Apache CarbonData Dev Mailing List archive

Re: carbondata Indenpdent reader

Posted by Liang Chen on Dec 21, 2016; 2:34am
URL: http://apache-carbondata-dev-mailing-list-archive.168.s1.nabble.com/carbondata-Indenpdent-reader-tp4678p4768.html

Hi

For Q1: Carbon Data be stored under storePath , it can specify anywhere. Under "storePath", there are two folders : Fact and Metadata. As per you provided info, you specified the "storePath" is load path, this is why you can not find info from hdfs.
For Q2: Please refer to examples(DatasourceExample,DirectSQLExample)
For Q3: Same as Q1,please check you specified storePath.
For Q4: Can not get your question exactly. you can refer to example (DirectSQLExample) , how to parse generated carbon data

Regards
Liang

ffpeng90 wrote

Hi,all:
Recently, I load a carbon table in hive via carbon-spark plugin.
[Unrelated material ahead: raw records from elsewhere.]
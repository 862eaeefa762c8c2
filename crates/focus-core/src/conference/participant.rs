//! Per-participant signaling state.

use std::collections::HashSet;
use std::time::Instant;

use crate::colibri::{ColibriAllocation, Transport};
use crate::errors::{FocusError, Result};
use crate::room::{ChatRoomMember, Feature, MemberRole, OccupantId};
use crate::source::EndpointId;

/// The signaling state machine of one participant.
///
/// `Terminated` is absorbing; bridge resources are expired exactly
/// once on the way in.
#[derive(Debug, Clone, Copy, PartialEq, Eq)]
pub enum ParticipantState {
    Created,
    Allocating,
    Invited,
    Established,
    Reinviting,
    Terminated,
}

impl ParticipantState {
    fn can_transition_to(self, next: ParticipantState) -> bool {
        use ParticipantState::*;
        match (self, next) {
            (_, Terminated) => true,
            (Created, Allocating) => true,
            (Allocating, Invited) => true,
            (Allocating, Reinviting) => true,
            (Invited, Established) => true,
            (Invited, Reinviting) => true,
            (Established, Established) => true,
            (Established, Reinviting) => true,
            (Reinviting, Allocating) => true,
            _ => false,
        }
    }
}

/// One participant as the conference controller sees it.
#[derive(Debug, Clone)]
pub struct Participant {
    pub endpoint_id: EndpointId,
    pub occupant: OccupantId,
    pub role: MemberRole,
    pub region: Option<String>,
    pub stats_id: Option<String>,
    pub features: HashSet<Feature>,
    pub video_codecs: Vec<String>,
    state: ParticipantState,
    /// Opaque per-bridge allocation handle, present from Invited on.
    pub allocation: Option<ColibriAllocation>,
    /// Transport advertised by the participant, accumulated across
    /// transport-info updates.
    pub transport: Transport,
    /// Guards exactly-once bridge expiry on termination.
    pub expired: bool,
    pub reinvite_attempts: u32,
    pub created_at: Instant,
}

impl Participant {
    pub fn from_member(member: &ChatRoomMember) -> Self {
        Self {
            endpoint_id: member.endpoint_id.clone(),
            occupant: member.occupant.clone(),
            role: member.role,
            region: member.region.clone(),
            stats_id: member.stats_id.clone(),
            features: member.features.clone(),
            video_codecs: member.video_codecs.clone(),
            state: ParticipantState::Created,
            allocation: None,
            transport: Transport::default(),
            expired: false,
            reinvite_attempts: 0,
            created_at: Instant::now(),
        }
    }

    pub fn state(&self) -> ParticipantState {
        self.state
    }

    /// Centralized transition; everything else reads the state tag.
    pub fn set_state(&mut self, next: ParticipantState) -> Result<()> {
        if self.state == ParticipantState::Terminated && next != ParticipantState::Terminated {
            return Err(FocusError::invalid_state(format!(
                "participant {} is terminated",
                self.endpoint_id
            )));
        }
        if !self.state.can_transition_to(next) {
            return Err(FocusError::invalid_state(format!(
                "participant {}: invalid transition {:?} -> {:?}",
                self.endpoint_id, self.state, next
            )));
        }
        if self.state != next {
            tracing::debug!(
                "Participant {} {:?} -> {:?}",
                self.endpoint_id,
                self.state,
                next
            );
        }
        self.state = next;
        Ok(())
    }

    pub fn is_established(&self) -> bool {
        self.state == ParticipantState::Established
    }

    pub fn is_terminated(&self) -> bool {
        self.state == ParticipantState::Terminated
    }

    pub fn is_visitor(&self) -> bool {
        self.role.is_visitor()
    }

    pub fn supports(&self, feature: Feature) -> bool {
        self.features.contains(&feature)
    }

    /// Fold a transport-info update in.
    pub fn merge_transport(&mut self, update: &Transport) {
        self.transport.merge(update);
    }
}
I see there is nothing in hive, and all data is stored in a folder named "storePath".
scala code following:

Q1: Does it mean that carbon-spark plugin just create a external table in hive and raw data can be stored anywhere? I have checked the hdfs path, there is only a table directory and nothing under the table directory.

Q2: If i want to build a independent reader for carbondata table, should i read data from hive, or just parse files in the "storePath"?

Q3: I check the files under "storePath", they are not sotred as hdfs format, but common files in linux. Do i get the point?

Q4: I have finished brief read logic for my independent reader, all input path is local.
Test1:[Carbondata-hadoop->Target->store->testdb->testtable] which contains 1K rows generated by testcase, and my code can extract data successfully.
Testcase2: However, i try to parse the data generated by carbon-spark plugin which contains 100W rows, It throws exception @BlockIndexStore.fillLoadedBlocks()

Appreciate for your regard.